■ **Description of the task**:
Indicate only the number of lines in the listing below in which the word "join" appears.
BEGIN Information shown
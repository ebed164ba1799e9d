use serde::{Deserialize, Serialize};
use std::path::{Path, PathBuf};
use std::str::FromStr;
use std::time::Duration;

pub const DEFAULT_PORT: u16 = 8080;
pub const DEFAULT_FETCH_RETRIES: u32 = 3;
pub const DEFAULT_RETRY_DELAY_MS: u64 = 1000;

/// Source of a configuration value
#[derive(Debug, Clone, PartialEq, Serialize)]
#[serde(rename_all = "lowercase")]
pub enum ConfigSource {
    Default,
    File,
    Environment,
}

impl std::fmt::Display for ConfigSource {
    fn fmt(&self, f: &mut std::fmt::Formatter<'_>) -> std::fmt::Result {
        match self {
            ConfigSource::Default => write!(f, "default"),
            ConfigSource::File => write!(f, "file"),
            ConfigSource::Environment => write!(f, "environment"),
        }
    }
}

/// A configuration value with its source
#[derive(Debug, Clone, Serialize)]
pub struct ConfigValue<T> {
    pub value: T,
    pub source: ConfigSource,
}

impl<T> ConfigValue<T> {
    pub fn new(value: T, source: ConfigSource) -> Self {
        Self { value, source }
    }

    fn set(&mut self, value: T, source: ConfigSource) {
        self.value = value;
        self.source = source;
    }
}

/// Application configuration with source tracking
#[derive(Debug, Clone, Serialize)]
pub struct Config {
    /// Path to the SQLite database (server)
    pub database_path: ConfigValue<PathBuf>,
    /// Port the API listens on (server)
    pub port: ConfigValue<u16>,
    /// Base URL of the API (client)
    pub server_url: ConfigValue<String>,
    /// Where the client keeps its last good catalog copy
    pub catalog_cache_path: ConfigValue<PathBuf>,
    /// Attempts made when fetching the catalog
    pub fetch_retries: ConfigValue<u32>,
    /// Fixed pause between catalog fetch attempts
    pub retry_delay_ms: ConfigValue<u64>,
    /// Config file path used (if any)
    #[serde(skip_serializing_if = "Option::is_none")]
    pub config_file: Option<PathBuf>,
}

/// Internal struct for deserializing config file
#[derive(Debug, Deserialize, Default)]
#[serde(default, deny_unknown_fields)]
struct ConfigFile {
    database_path: Option<PathBuf>,
    port: Option<u16>,
    server_url: Option<String>,
    catalog_cache_path: Option<PathBuf>,
    fetch_retries: Option<u32>,
    retry_delay_ms: Option<u64>,
}

impl Default for Config {
    fn default() -> Self {
        Self {
            database_path: ConfigValue::new(
                Self::default_data_dir().join("vegstock.db"),
                ConfigSource::Default,
            ),
            port: ConfigValue::new(DEFAULT_PORT, ConfigSource::Default),
            server_url: ConfigValue::new(
                format!("http://localhost:{}", DEFAULT_PORT),
                ConfigSource::Default,
            ),
            catalog_cache_path: ConfigValue::new(
                Self::default_cache_dir().join("vegetables.json"),
                ConfigSource::Default,
            ),
            fetch_retries: ConfigValue::new(DEFAULT_FETCH_RETRIES, ConfigSource::Default),
            retry_delay_ms: ConfigValue::new(DEFAULT_RETRY_DELAY_MS, ConfigSource::Default),
            config_file: None,
        }
    }
}

impl Config {
    /// Load configuration with priority: env vars > config file > defaults
    pub fn load(config_path: Option<PathBuf>) -> Result<Self, ConfigError> {
        let mut config = Self::default();

        // Try to load from config file
        let path = config_path.unwrap_or_else(Self::default_config_path);
        if path.exists() {
            let contents = std::fs::read_to_string(&path)
                .map_err(|e| ConfigError::ReadError(path.clone(), e))?;
            let file_config: ConfigFile = serde_yaml::from_str(&contents)
                .map_err(|e| ConfigError::ParseError(path.clone(), e))?;

            config.apply_file(file_config, &path);
            config.config_file = Some(path);
        }

        config.apply_env()?;
        Ok(config)
    }

    fn apply_file(&mut self, file: ConfigFile, path: &Path) {
        // Resolve relative paths against config file's directory
        let resolve = |p: PathBuf| {
            if p.is_relative() {
                path.parent().map(|dir| dir.join(&p)).unwrap_or(p)
            } else {
                p
            }
        };

        if let Some(db_path) = file.database_path {
            self.database_path.set(resolve(db_path), ConfigSource::File);
        }
        if let Some(port) = file.port {
            self.port.set(port, ConfigSource::File);
        }
        if let Some(url) = file.server_url {
            self.server_url.set(url, ConfigSource::File);
        }
        if let Some(cache) = file.catalog_cache_path {
            self.catalog_cache_path
                .set(resolve(cache), ConfigSource::File);
        }
        if let Some(retries) = file.fetch_retries {
            self.fetch_retries.set(retries, ConfigSource::File);
        }
        if let Some(delay) = file.retry_delay_ms {
            self.retry_delay_ms.set(delay, ConfigSource::File);
        }
    }

    fn apply_env(&mut self) -> Result<(), ConfigError> {
        if let Ok(db_path) = std::env::var("VEGSTOCK_DATABASE_PATH") {
            self.database_path
                .set(PathBuf::from(db_path), ConfigSource::Environment);
        }
        if let Some(port) = parse_env("VEGSTOCK_PORT")? {
            self.port.set(port, ConfigSource::Environment);
        }
        if let Ok(url) = std::env::var("VEGSTOCK_SERVER_URL") {
            self.server_url.set(url, ConfigSource::Environment);
        }
        if let Ok(cache) = std::env::var("VEGSTOCK_CATALOG_CACHE") {
            self.catalog_cache_path
                .set(PathBuf::from(cache), ConfigSource::Environment);
        }
        if let Some(retries) = parse_env("VEGSTOCK_FETCH_RETRIES")? {
            self.fetch_retries.set(retries, ConfigSource::Environment);
        }
        if let Some(delay) = parse_env("VEGSTOCK_RETRY_DELAY_MS")? {
            self.retry_delay_ms.set(delay, ConfigSource::Environment);
        }
        Ok(())
    }

    pub fn retry_delay(&self) -> Duration {
        Duration::from_millis(self.retry_delay_ms.value)
    }

    /// Default config directory (platform-specific):
    /// - Linux: ~/.config/vegstock/
    /// - macOS: ~/Library/Application Support/vegstock/
    /// - Windows: %APPDATA%/vegstock/
    pub fn default_config_dir() -> PathBuf {
        dirs::config_dir()
            .unwrap_or_else(|| PathBuf::from("."))
            .join("vegstock")
    }

    /// Default data directory (platform-specific):
    /// - Linux: ~/.local/share/vegstock/
    /// - macOS: ~/Library/Application Support/vegstock/
    /// - Windows: %APPDATA%/vegstock/
    pub fn default_data_dir() -> PathBuf {
        dirs::data_dir()
            .unwrap_or_else(|| PathBuf::from("."))
            .join("vegstock")
    }

    pub fn default_cache_dir() -> PathBuf {
        dirs::cache_dir()
            .unwrap_or_else(|| PathBuf::from("."))
            .join("vegstock")
    }

    /// Default config file path (platform-specific config dir + config.yaml)
    pub fn default_config_path() -> PathBuf {
        Self::default_config_dir().join("config.yaml")
    }
}

fn parse_env<T: FromStr>(var: &'static str) -> Result<Option<T>, ConfigError> {
    match std::env::var(var) {
        Ok(raw) => raw
            .trim()
            .parse()
            .map(Some)
            .map_err(|_| ConfigError::InvalidEnv(var, raw)),
        Err(_) => Ok(None),
    }
}

#[derive(Debug)]
pub enum ConfigError {
    ReadError(PathBuf, std::io::Error),
    ParseError(PathBuf, serde_yaml::Error),
    InvalidEnv(&'static str, String),
}

impl std::fmt::Display for ConfigError {
    fn fmt(&self, f: &mut std::fmt::Formatter<'_>) -> std::fmt::Result {
        match self {
            ConfigError::ReadError(path, e) => {
                write!(f, "Failed to read config file '{}': {}", path.display(), e)
            }
            ConfigError::ParseError(path, e) => {
                write!(f, "Failed to parse config file '{}': {}", path.display(), e)
            }
            ConfigError::InvalidEnv(var, value) => {
                write!(f, "Invalid value '{}' for environment variable {}", value, var)
            }
        }
    }
}

impl std::error::Error for ConfigError {
    fn source(&self) -> Option<&(dyn std::error::Error + 'static)> {
        match self {
            ConfigError::ReadError(_, e) => Some(e),
            ConfigError::ParseError(_, e) => Some(e),
            ConfigError::InvalidEnv(..) => None,
        }
    }
}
END Information shown
■ **Result for this task**:
7